El Ayuntamiento de Santander aprueba un proyecto para levantar una nueva cubierta en el depósito de Avellano, con un plazo de 8 meses y un presupuesto de 1.476.652 millones de euros, para mejorar el suministro y la seguridad del agua.
En Santander, la Junta de Gobierno Local ha dado luz verde a un proyecto técnico clave para levantar una nueva cubierta en el depósito de distribución de #agua de Avellano.
Es una intervención de fondo en una infraestructura que, a pesar de no ser visible para la gente, es fundamental para que la ciudad tenga agua limpia y sin interrupciones.
La concejala de Medio Ambiente, Margarita Rojo, lo ha puesto en el marco de un esfuerzo claro del Ayuntamiento por renovar las #infraestructuras de abastecimiento y mejorar el servicio a los ciudadanos.
El presupuesto asignado es de 1.476.652 millones de euros, y la concesionaria del servicio de agua, Aqualia, ya tiene visto bueno para ejecutar las obras. El plazo para completar todo el trabajo está fijado en 8 meses, lo que significa que, si todo va bien, la ciudad notará la transformación en un periodo relativamente corto dentro de la planificación de modernización de la red de agua.
Pero, ¿qué es exactamente #Avellano y por qué importa cambiarle la cubierta? El depósito de Avellano, ubicado en el Paseo de Altamira, es una instalación de hormigón armado que consta de dos cuencos de sección rectangular con capacidad total de 16.000 m3. Fue construido en 1969 y, con el paso de los años, la cubierta ha mostrado signos de deterioro derivados del propio envejecimiento y de la carbonatación del hormigón.

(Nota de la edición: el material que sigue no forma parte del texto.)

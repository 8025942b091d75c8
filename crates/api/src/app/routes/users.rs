use std::sync::Arc;

use axum::{
    Extension, Json, Router,
    extract::{Path, rejection::JsonRejection},
    http::StatusCode,
    response::IntoResponse,
    routing::get,
};

use gymhub_auth::ProfileUpdate;
use gymhub_core::UserId;
use gymhub_infra::Services;

use crate::app::dto;
use crate::app::errors::ApiResult;
use crate::context::ActorContext;

pub fn router() -> Router {
    Router::new()
        .route("/me", get(me).patch(update_me))
        .route("/:id", get(get_user))
}

/// Public: register a new identity.
pub async fn signup(
    Extension(services): Extension<Arc<Services>>,
    payload: Result<Json<dto::SignupRequest>, JsonRejection>,
) -> ApiResult {
    let Json(body) = payload?;
    let view = services.users.signup(body.into()).await?;
    Ok((StatusCode::CREATED, Json(view)).into_response())
}

pub async fn me(
    Extension(services): Extension<Arc<Services>>,
    Extension(ctx): Extension<ActorContext>,
) -> ApiResult {
    let view = services.users.me(ctx.actor()).await?;
    Ok(Json(view).into_response())
}

pub async fn update_me(
    Extension(services): Extension<Arc<Services>>,
    Extension(ctx): Extension<ActorContext>,
    payload: Result<Json<ProfileUpdate>, JsonRejection>,
) -> ApiResult {
    let Json(update) = payload?;
    let view = services.users.update_profile(ctx.actor(), update).await?;
    Ok(Json(view).into_response())
}

pub async fn get_user(
    Extension(services): Extension<Arc<Services>>,
    Extension(ctx): Extension<ActorContext>,
    Path(id): Path<String>,
) -> ApiResult {
    let id: UserId = dto::parse_id(&id)?;
    let view = services.users.get(ctx.actor(), id).await?;
    Ok(Json(view).into_response())
}
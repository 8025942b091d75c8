//! Roster index: user → gym back-references.
//!
//! The gym document owns its trainer and member lists. This projection keeps
//! the reverse lookup ("which gyms does this user own / train at / belong
//! to") derived from committed [`GymEvent`]s, so it can never disagree with
//! the gyms for longer than one publish, and can always be rebuilt from them.
//!
//! Idempotent by aggregate version: an envelope whose sequence number is not
//! newer than the last one applied for that gym is ignored.

use std::collections::{BTreeSet, HashMap, HashSet};
use std::sync::{RwLock, RwLockReadGuard, RwLockWriteGuard};

use serde::Serialize;

use gymhub_auth::GymScope;
use gymhub_core::{AggregateRoot, GymId, UserId};
use gymhub_events::{EventEnvelope, Projection};
use gymhub_gyms::{Gym, GymEvent};

/// Back-references of one user.
#[derive(Debug, Clone, Default, PartialEq, Eq, Serialize)]
pub struct UserLinks {
    pub gyms_owned: BTreeSet<GymId>,
    pub trainer_gyms: BTreeSet<GymId>,
    pub member_gym: Option<GymId>,
}

impl UserLinks {
    fn is_empty(&self) -> bool {
        self.gyms_owned.is_empty() && self.trainer_gyms.is_empty() && self.member_gym.is_none()
    }

    fn forget(&mut self, gym: GymId) {
        self.gyms_owned.remove(&gym);
        self.trainer_gyms.remove(&gym);
        if self.member_gym == Some(gym) {
            self.member_gym = None;
        }
    }

    fn gyms(&self) -> impl Iterator<Item = GymId> + '_ {
        self.gyms_owned
            .iter()
            .chain(self.trainer_gyms.iter())
            .copied()
            .chain(self.member_gym)
    }
}

#[derive(Debug, Default)]
struct State {
    links: HashMap<UserId, UserLinks>,
    applied: HashMap<GymId, u64>,
}

impl State {
    fn entry(&mut self, user: UserId) -> &mut UserLinks {
        self.links.entry(user).or_default()
    }

    fn update(&mut self, user: UserId, f: impl FnOnce(&mut UserLinks)) {
        if let Some(links) = self.links.get_mut(&user) {
            f(links);
            if links.is_empty() {
                self.links.remove(&user);
            }
        }
    }

    fn index_gym(&mut self, gym: &Gym) {
        let id = gym.id_typed();
        self.entry(gym.owner_id()).gyms_owned.insert(id);
        for trainer in gym.trainers() {
            self.entry(*trainer).trainer_gyms.insert(id);
        }
        for member in gym.members() {
            self.entry(*member).member_gym = Some(id);
        }
        self.applied.insert(id, gym.version());
    }
}

/// In-process reverse index over gym rosters.
#[derive(Debug, Default)]
pub struct RosterIndex {
    state: RwLock<State>,
}

impl RosterIndex {
    pub fn new() -> Self {
        Self::default()
    }

    fn read(&self) -> RwLockReadGuard<'_, State> {
        // The state is only mutated through whole-event updates, so a panic
        // mid-write cannot leave it half-applied.
        self.state.read().unwrap_or_else(|poisoned| poisoned.into_inner())
    }

    fn write(&self) -> RwLockWriteGuard<'_, State> {
        self.state.write().unwrap_or_else(|poisoned| poisoned.into_inner())
    }

    /// Back-references of `user` (empty when the user is on no roster).
    pub fn links(&self, user: UserId) -> UserLinks {
        self.read().links.get(&user).cloned().unwrap_or_default()
    }

    /// Last applied gym version, if the gym has been seen.
    pub fn applied_version(&self, gym: GymId) -> Option<u64> {
        self.read().applied.get(&gym).copied()
    }

    /// Replace the whole index with one derived from live gyms.
    pub fn rebuild<'a>(&self, gyms: impl IntoIterator<Item = &'a Gym>) -> usize {
        let mut fresh = State::default();
        let mut count = 0;
        for gym in gyms.into_iter().filter(|g| g.is_live()) {
            fresh.index_gym(gym);
            count += 1;
        }
        *self.write() = fresh;
        tracing::info!(gyms = count, "roster index rebuilt");
        count
    }

    /// Back-references pointing at gyms outside `live`.
    pub fn dangling(&self, live: &HashSet<GymId>) -> Vec<(UserId, GymId)> {
        let state = self.read();
        let mut found: Vec<(UserId, GymId)> = state
            .links
            .iter()
            .flat_map(|(user, links)| links.gyms().map(move |gym| (*user, gym)))
            .filter(|(_, gym)| !live.contains(gym))
            .collect();
        found.sort();
        found
    }
}

impl Projection for RosterIndex {
    type Ev = GymEvent;

    fn apply(&self, envelope: &EventEnvelope<GymEvent>) {
        let event = envelope.payload();
        let gym = event.gym_id();
        let seq = envelope.sequence_number();

        let mut state = self.write();
        if state.applied.get(&gym).is_some_and(|applied| seq <= *applied) {
            tracing::debug!(%gym, seq, "roster index skipped replayed event");
            return;
        }

        match event {
            GymEvent::Created { owner_id, .. } => {
                state.entry(*owner_id).gyms_owned.insert(gym);
            }
            GymEvent::TrainerAssigned { trainer_id, .. } => {
                state.entry(*trainer_id).trainer_gyms.insert(gym);
            }
            GymEvent::TrainerRemoved { trainer_id, .. } => {
                state.update(*trainer_id, |links| {
                    links.trainer_gyms.remove(&gym);
                });
            }
            GymEvent::MemberAdded { member_id, .. } => {
                state.entry(*member_id).member_gym = Some(gym);
            }
            GymEvent::MemberRemoved { member_id, .. } => {
                state.update(*member_id, |links| {
                    if links.member_gym == Some(gym) {
                        links.member_gym = None;
                    }
                });
            }
            GymEvent::Deleted {
                owner_id,
                trainers,
                members,
                ..
            } => {
                for user in std::iter::once(owner_id).chain(trainers).chain(members) {
                    state.update(*user, |links| links.forget(gym));
                }
            }
            GymEvent::Updated { .. }
            | GymEvent::PlanAdded { .. }
            | GymEvent::PlanRemoved { .. }
            | GymEvent::PhotoAttached { .. } => {}
        }
        state.applied.insert(gym, seq);
    }
}
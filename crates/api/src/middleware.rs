use std::sync::Arc;
use std::time::Instant;

use axum::{
    extract::State,
    http::{HeaderMap, StatusCode},
    middleware::Next,
    response::Response,
};
use chrono::Utc;

use gymhub_auth::JwtValidator;

use crate::app::errors::json_error;
use crate::context::ActorContext;

#[derive(Clone)]
pub struct AuthState {
    pub jwt: Arc<dyn JwtValidator>,
}

/// Verify the bearer token and attach the caller's [`ActorContext`].
pub async fn auth_middleware(
    State(state): State<AuthState>,
    mut req: axum::http::Request<axum::body::Body>,
    next: Next,
) -> Result<Response, Response> {
    let token = extract_bearer(req.headers()).ok_or_else(unauthorized)?;

    let claims = state.jwt.validate(token, Utc::now()).map_err(|e| {
        tracing::debug!(error = %e, "rejected bearer token");
        unauthorized()
    })?;

    req.extensions_mut().insert(ActorContext::new(claims.actor()));

    Ok(next.run(req).await)
}

/// One line per request: method, path, status, latency.
pub async fn log_requests(req: axum::http::Request<axum::body::Body>, next: Next) -> Response {
    let method = req.method().clone();
    let path = req.uri().path().to_string();
    let started = Instant::now();

    let response = next.run(req).await;

    let status = response.status();
    let latency_ms = started.elapsed().as_millis() as u64;
    if status.is_server_error() {
        tracing::error!(%method, %path, status = status.as_u16(), latency_ms, "request failed");
    } else {
        tracing::info!(%method, %path, status = status.as_u16(), latency_ms, "request");
    }
    response
}

fn unauthorized() -> Response {
    json_error(StatusCode::UNAUTHORIZED, "unauthorized", "missing or invalid bearer token")
}

fn extract_bearer(headers: &HeaderMap) -> Option<&str> {
    let header = headers.get(axum::http::header::AUTHORIZATION)?;
    let header = header.to_str().ok()?;
    let token = header.strip_prefix("Bearer ")?.trim();
    if token.is_empty() {
        return None;
    }
    Some(token)
}

#[cfg(test)]
mod tests {
    use super::*;
    use axum::http::HeaderValue;

    fn headers(value: &str) -> HeaderMap {
        let mut headers = HeaderMap::new();
        headers.insert(axum::http::header::AUTHORIZATION, HeaderValue::from_str(value).unwrap());
        headers
    }

    #[test]
    fn extracts_bearer_tokens() {
        assert_eq!(extract_bearer(&headers("Bearer abc.def")), Some("abc.def"));
        assert_eq!(extract_bearer(&headers("Bearer   ")), None);
        assert_eq!(extract_bearer(&headers("Basic abc")), None);
        assert_eq!(extract_bearer(&HeaderMap::new()), None);
    }
}
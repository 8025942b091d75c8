use serde::{Deserialize, Serialize};

use gymhub_core::UserId;

use crate::Role;

/// The authenticated caller of an operation, as resolved from a verified token.
#[derive(Debug, Copy, Clone, PartialEq, Eq, Hash, Serialize, Deserialize)]
pub struct Actor {
    pub id: UserId,
    pub role: Role,
}

impl Actor {
    pub fn new(id: UserId, role: Role) -> Self {
        Self { id, role }
    }

    pub fn is_super(&self) -> bool {
        self.role.is_super()
    }
}

/// Read-only view of a gym's roster, as seen by the policy.
///
/// Implemented by the gym aggregate; the policy never needs anything else
/// from it.
pub trait GymScope {
    fn owner_id(&self) -> UserId;

    fn has_trainer(&self, user: UserId) -> bool;

    fn has_member(&self, user: UserId) -> bool;

    /// Whether `user` occupies any slot (owner, trainer or member).
    fn includes(&self, user: UserId) -> bool {
        self.owner_id() == user || self.has_trainer(user) || self.has_member(user)
    }
}
impl Gym {
    fn handle_create(&self, cmd: &CreateGym) -> Result<Vec<GymEvent>, DomainError> {
        if self.created {
            return Err(DomainError::conflict("gym already exists"));
        }
        if cmd.owner_role != Role::GymOwner {
            return Err(DomainError::invalid_target("gym owner must have role gym_owner"));
        }
        let name = cmd.name.trim();
        if name.is_empty() {
            return Err(DomainError::validation("name cannot be empty"));
        }

        Ok(vec![GymEvent::Created {
            gym_id: cmd.gym_id,
            owner_id: cmd.owner_id,
            name: name.to_string(),
            address: cmd.address.trim().to_string(),
            description: cmd.description.trim().to_string(),
            occurred_at: cmd.occurred_at,
        }])
    }

    fn handle_update(&self, changes: &UpdateGym, occurred_at: DateTime<Utc>) -> Result<Vec<GymEvent>, DomainError> {
        self.ensure_live()?;

        let name = changes
            .name
            .as_deref()
            .map(str::trim)
            .unwrap_or(&self.name)
            .to_string();
        if name.is_empty() {
            return Err(DomainError::validation("name cannot be empty"));
        }
        let address = changes
            .address
            .as_deref()
            .map_or_else(|| self.address.clone(), |a| a.trim().to_string());
        let description = changes
            .description
            .as_deref()
            .map_or_else(|| self.description.clone(), |d| d.trim().to_string());

        Ok(vec![GymEvent::Updated {
            gym_id: self.id,
            name,
            address,
            description,
            occurred_at,
        }])
    }

    fn handle_assign_trainer(
        &self,
        trainer_id: UserId,
        trainer_role: Role,
        occurred_at: DateTime<Utc>,
    ) -> Result<Vec<GymEvent>, DomainError> {
        self.ensure_live()?;
        if trainer_role != Role::Trainer {
            return Err(DomainError::invalid_target("user is not a trainer"));
        }
        if self.trainers.contains(&trainer_id) {
            return Err(DomainError::conflict("trainer already assigned to this gym"));
        }

        Ok(vec![GymEvent::TrainerAssigned {
            gym_id: self.id,
            trainer_id,
            occurred_at,
        }])
    }

    fn handle_remove_trainer(&self, trainer_id: UserId, occurred_at: DateTime<Utc>) -> Result<Vec<GymEvent>, DomainError> {
        self.ensure_live()?;
        if !self.trainers.contains(&trainer_id) {
            return Err(DomainError::conflict("trainer is not assigned to this gym"));
        }

        Ok(vec![GymEvent::TrainerRemoved {
            gym_id: self.id,
            trainer_id,
            occurred_at,
        }])
    }

    fn handle_add_member(
        &self,
        member_id: UserId,
        member_role: Role,
        occurred_at: DateTime<Utc>,
    ) -> Result<Vec<GymEvent>, DomainError> {
        self.ensure_live()?;
        if member_role != Role::Member {
            return Err(DomainError::invalid_target("user is not a member"));
        }
        if self.members.contains(&member_id) {
            return Err(DomainError::conflict("user is already a member of this gym"));
        }

        Ok(vec![GymEvent::MemberAdded {
            gym_id: self.id,
            member_id,
            occurred_at,
        }])
    }

    fn handle_remove_member(&self, member_id: UserId, occurred_at: DateTime<Utc>) -> Result<Vec<GymEvent>, DomainError> {
        self.ensure_live()?;
        if !self.members.contains(&member_id) {
            return Err(DomainError::conflict("user is not a member of this gym"));
        }

        Ok(vec![GymEvent::MemberRemoved {
            gym_id: self.id,
            member_id,
            occurred_at,
        }])
    }

    fn handle_add_plan(&self, plan: &MembershipPlan, occurred_at: DateTime<Utc>) -> Result<Vec<GymEvent>, DomainError> {
        self.ensure_live()?;
        let name = plan.name.trim();
        if name.is_empty() {
            return Err(DomainError::validation("plan name cannot be empty"));
        }
        if self.plan(name).is_some() {
            return Err(DomainError::conflict(format!("plan '{name}' already exists")));
        }

        Ok(vec![GymEvent::PlanAdded {
            gym_id: self.id,
            plan: MembershipPlan {
                name: name.to_string(),
                duration: plan.duration,
                price_cents: plan.price_cents,
            },
            occurred_at,
        }])
    }

    fn handle_remove_plan(&self, name: &str, occurred_at: DateTime<Utc>) -> Result<Vec<GymEvent>, DomainError> {
        self.ensure_live()?;
        let Some(plan) = self.plan(name) else {
            return Err(DomainError::not_found("plan"));
        };

        Ok(vec![GymEvent::PlanRemoved {
            gym_id: self.id,
            name: plan.name.clone(),
            occurred_at,
        }])
    }

    fn handle_attach_photo(&self, url: &str, occurred_at: DateTime<Utc>) -> Result<Vec<GymEvent>, DomainError> {
        self.ensure_live()?;
        if url.trim().is_empty() {
            return Err(DomainError::validation("photo url cannot be empty"));
        }

        Ok(vec![GymEvent::PhotoAttached {
            gym_id: self.id,
            url: url.trim().to_string(),
            occurred_at,
        }])
    }

    fn handle_delete(&self, occurred_at: DateTime<Utc>) -> Result<Vec<GymEvent>, DomainError> {
        self.ensure_live()?;

        Ok(vec![GymEvent::Deleted {
            gym_id: self.id,
            owner_id: self.owner_id,
            trainers: self.trainers.clone(),
            members: self.members.clone(),
            occurred_at,
        }])
    }
}
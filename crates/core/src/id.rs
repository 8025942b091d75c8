//! Strongly-typed identifiers used across the domain.

use core::str::FromStr;
use serde::{Deserialize, Serialize};
use uuid::Uuid;

use crate::error::DomainError;

/// Identifier of a user (actor identity).
#[derive(Debug, Copy, Clone, PartialEq, Eq, Hash, PartialOrd, Ord, Serialize, Deserialize)]
#[serde(transparent)]
pub struct UserId(Uuid);

/// Identifier of a gym aggregate.
#[derive(Debug, Copy, Clone, PartialEq, Eq, Hash, PartialOrd, Ord, Serialize, Deserialize)]
#[serde(transparent)]
pub struct GymId(Uuid);

/// Identifier of a join/apply/workout/diet request.
#[derive(Debug, Copy, Clone, PartialEq, Eq, Hash, PartialOrd, Ord, Serialize, Deserialize)]
#[serde(transparent)]
pub struct RequestId(Uuid);

/// Identifier of a membership record.
#[derive(Debug, Copy, Clone, PartialEq, Eq, Hash, PartialOrd, Ord, Serialize, Deserialize)]
#[serde(transparent)]
pub struct MembershipId(Uuid);

/// Identifier of a chat message.
#[derive(Debug, Copy, Clone, PartialEq, Eq, Hash, PartialOrd, Ord, Serialize, Deserialize)]
#[serde(transparent)]
pub struct MessageId(Uuid);

/// Identifier of a workout/diet plan.
#[derive(Debug, Copy, Clone, PartialEq, Eq, Hash, PartialOrd, Ord, Serialize, Deserialize)]
#[serde(transparent)]
pub struct PlanId(Uuid);

/// Identifier of a macro or body-progress log entry.
#[derive(Debug, Copy, Clone, PartialEq, Eq, Hash, PartialOrd, Ord, Serialize, Deserialize)]
#[serde(transparent)]
pub struct LogId(Uuid);

/// Identifier of a gym review.
#[derive(Debug, Copy, Clone, PartialEq, Eq, Hash, PartialOrd, Ord, Serialize, Deserialize)]
#[serde(transparent)]
pub struct ReviewId(Uuid);

/// Identifier of a trainer session booking.
#[derive(Debug, Copy, Clone, PartialEq, Eq, Hash, PartialOrd, Ord, Serialize, Deserialize)]
#[serde(transparent)]
pub struct BookingId(Uuid);

/// Identifier of a gym announcement.
#[derive(Debug, Copy, Clone, PartialEq, Eq, Hash, PartialOrd, Ord, Serialize, Deserialize)]
#[serde(transparent)]
pub struct AnnouncementId(Uuid);

macro_rules! impl_uuid_newtype {
    ($t:ty, $name:literal) => {
        impl $t {
            /// Create a new identifier.
            ///
            /// Uses UUIDv7 (time-ordered). Prefer passing IDs explicitly in tests
            /// for determinism.
            pub fn new() -> Self {
                Self(Uuid::now_v7())
            }

            pub fn from_uuid(uuid: Uuid) -> Self {
                Self(uuid)
            }

            pub fn as_uuid(&self) -> &Uuid {
                &self.0
            }
        }

        impl core::fmt::Display for $t {
            fn fmt(&self, f: &mut core::fmt::Formatter<'_>) -> core::fmt::Result {
                core::fmt::Display::fmt(&self.0, f)
            }
        }

        impl From<Uuid> for $t {
            fn from(value: Uuid) -> Self {
                Self(value)
            }
        }

        impl From<$t> for Uuid {
            fn from(value: $t) -> Self {
                value.0
            }
        }

        impl FromStr for $t {
            type Err = DomainError;

            fn from_str(s: &str) -> Result<Self, Self::Err> {
                let uuid = Uuid::from_str(s)
                    .map_err(|e| DomainError::validation(format!("{}: {}", $name, e)))?;
                Ok(Self(uuid))
            }
        }
    };
}

impl_uuid_newtype!(UserId, "UserId");
impl_uuid_newtype!(GymId, "GymId");
impl_uuid_newtype!(RequestId, "RequestId");
impl_uuid_newtype!(MembershipId, "MembershipId");
impl_uuid_newtype!(MessageId, "MessageId");
impl_uuid_newtype!(PlanId, "PlanId");
impl_uuid_newtype!(LogId, "LogId");
impl_uuid_newtype!(ReviewId, "ReviewId");
impl_uuid_newtype!(BookingId, "BookingId");
impl_uuid_newtype!(AnnouncementId, "AnnouncementId");
//! Parses grammar-spec source text (`spec.md` §6) into a [`crate::ast`]
//! tree. Hand-written recursive descent driven character-by-character
//! over the whole file, same style as `pgen_regexp::parser` — no
//! separate tokenize pass, `self.pos` scans `Vec<char>` directly.

use std::rc::Rc;

use crate::ast::*;
use crate::error::GrammarError;

pub fn parse(source: &str) -> Result<GrammarFile, GrammarError> {
    let mut p = Parser { chars: source.chars().collect(), pos: 0, line: 1, col: 1 };
    p.parse_file()
}

struct Parser {
    chars: Vec<char>,
    pos: usize,
    line: u32,
    col: u32,
}
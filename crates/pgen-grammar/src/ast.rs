//! Surface syntax AST for the grammar-spec source text (`spec.md` §6).
//! [`crate::parser`] builds this; [`crate::lower_cb`], [`crate::lower_lex`],
//! and [`crate::lower_peg`] turn it into the pre-bytecode IRs the C4–C7
//! crates already compile (`pgen_regexp::RegexAst`,
//! `pgen_lex::spec::ContextSpec`, `pgen_peg::spec::{Branch, RuleSpec}`,
//! `pgen_callback::Op`).

use std::rc::Rc;

#[derive(Debug, Clone)]
pub struct GrammarFile {
    pub patterns: Vec<PatternDef>,
    pub vars: Vec<Rc<str>>,
    pub structs: Vec<StructDef>,
    pub lexes: Vec<LexBlock>,
    pub pegs: Vec<PegBlock>,
}

#[derive(Debug, Clone)]
pub struct PatternDef {
    pub name: Rc<str>,
    /// The text between the delimiting `/…/`, not yet parsed as a regex.
    pub pattern: Rc<str>,
    pub case_insensitive: bool,
}

#[derive(Debug, Clone)]
pub struct StructDef {
    pub name: Rc<str>,
    pub fields: Vec<Rc<str>>,
}

#[derive(Debug, Clone)]
pub struct LexBlock {
    pub name: Rc<str>,
    pub begin: Option<Vec<CbStmt>>,
    pub rules: Vec<LexRuleSyntax>,
    pub end: Option<Vec<CbStmt>>,
}

#[derive(Debug, Clone)]
pub enum MatcherSyntax {
    StringLit(Rc<str>),
    /// `/inner/flags` — resolved at lowering time to either a named
    /// pattern reference or an inline regex literal (see `lower::lex`'s
    /// module doc for why that resolution happens there, not here).
    Slashed { inner: Rc<str>, case_insensitive: bool },
    /// A bare identifier used as a whole rule: push/inline the named
    /// context (`spec.md` §4.5's "reference to another context").
    ContextRef(Rc<str>),
}

#[derive(Debug, Clone)]
pub struct LexRuleSyntax {
    pub matcher: MatcherSyntax,
    pub callback: Option<Vec<CbStmt>>,
}

#[derive(Debug, Clone)]
pub struct PegBlock {
    pub name: Rc<str>,
    pub rules: Vec<PegRuleSyntax>,
}

#[derive(Debug, Clone)]
pub struct PegRuleSyntax {
    pub name: Rc<str>,
    pub body: PegAltSyntax,
}

/// `A / B / C` — ordered choice among one or more `PegSeqSyntax`/fold
/// branches.
#[derive(Debug, Clone)]
pub struct PegAltSyntax {
    pub branches: Vec<PegBranchSyntax>,
}

#[derive(Debug, Clone)]
pub enum PegBranchSyntax {
    Seq(PegSeqSyntax),
    /// `seed /* rhs { cb }` / `/+` / `/?`.
    Fold {
        seed: Box<PegBranchSyntax>,
        kind: PegFoldKindSyntax,
        rhs: Vec<PegTermSyntax>,
        callback: Vec<CbStmt>,
    },
}

#[derive(Debug, Clone, Copy, PartialEq, Eq)]
pub enum PegFoldKindSyntax {
    Star,
    Plus,
    Maybe,
}

#[derive(Debug, Clone)]
pub struct PegSeqSyntax {
    pub terms: Vec<PegTermSyntax>,
    pub callback: Option<Vec<CbStmt>>,
}

#[derive(Debug, Clone, Copy, PartialEq, Eq)]
pub enum PegQuantSyntax {
    One,
    Maybe,
    Star,
    Plus,
}

#[derive(Debug, Clone, Copy, PartialEq, Eq)]
pub enum PegLookaheadSyntax {
    None,
    Ahead,
    Neg,
}

#[derive(Debug, Clone)]
pub enum PegAtomSyntax {
    /// `.name` — an explicit token-type reference.
    Token(Rc<str>),
    /// `'text'` — a literal token, named after its own text.
    Literal(Rc<str>),
    /// A bare lowercase identifier — another rule in the same `peg` block.
    Rule(Rc<str>),
}

#[derive(Debug, Clone)]
pub struct PegTermSyntax {
    pub atom: PegAtomSyntax,
    pub quant: PegQuantSyntax,
    pub lookahead: PegLookaheadSyntax,
}

/// One statement in a callback body. A body's value is its last
/// statement's expression value (`spec.md` §4.4: `END` returns top of
/// stack).
#[derive(Debug, Clone)]
pub enum CbStmt {
    Expr(CbExpr),
    Assign { name: Rc<str>, value: CbExpr },
    GlobalAssign { name: Rc<str>, value: CbExpr },
    If { cond: CbExpr, then_branch: Vec<CbStmt>, else_branch: Vec<CbStmt> },
}

#[derive(Debug, Clone)]
pub enum CbExpr {
    Int(i64),
    Double(f64),
    Str(Rc<str>),
    /// `$n` — capture/term-value reference, 0-indexed (`$0` = whole
    /// match / first term).
    Capture(u32),
    /// `:name` — a token-type symbol, as in `token(:ident, $0)`. Resolves
    /// against the shared token-type table, the same ids `peg`'s
    /// `.name`/`'literal'` atoms use.
    Symbol(Rc<str>),
    VarRef(Rc<str>),
    GlobalVarRef(Rc<str>),
    /// `name(args...)` where `name` is lowercase — a built-in action call.
    Call { name: Rc<str>, args: Vec<CbExpr> },
    /// `Name(args...)` where `Name` is uppercase — struct construction.
    CreateNode { name: Rc<str>, args: Vec<CbExpr> },
    /// `[a, b, *rest]` — cons-list literal; a `Splat` entry concatenates
    /// an existing list instead of consing one element.
    CreateList(Vec<ListEntry>),
    /// `push(*Name)` as an entire callback body — recognized
    /// structurally by `lower::lex`, not lowered as a generic call.
    Push(Rc<str>),
    /// `pop` as an entire callback body.
    Pop,
    Binary { op: BinOp, lhs: Box<CbExpr>, rhs: Box<CbExpr> },
}

#[derive(Debug, Clone)]
pub enum ListEntry {
    Item(CbExpr),
    Splat(CbExpr),
}

#[derive(Debug, Clone, Copy, PartialEq, Eq)]
pub enum BinOp {
    Add,
    Sub,
    Mul,
    Div,
    Eq,
    Ne,
    Lt,
    Le,
    Gt,
    Ge,
    And,
    Or,
}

Por eso, el plan contempla la demolición total del forjado de la cubierta y la construcción de una nueva, con impermeabilización de los cuencos mediante una lámina de PVC para evitar filtraciones y humedades.
La obra está planificada de forma que el suministro no se interrumpa. Se demolirá y reconstruirá uno de los vasos mientras el otro permanece en servicio. Una vez que el primer vaso esté en funcionamiento, se iniciarán las labores en el segundo vaso. Entre las mejoras técnicas, se contempla el uso de placas alveolares para el nuevo forjado y la colocación de una capa compresora de hormigón armado.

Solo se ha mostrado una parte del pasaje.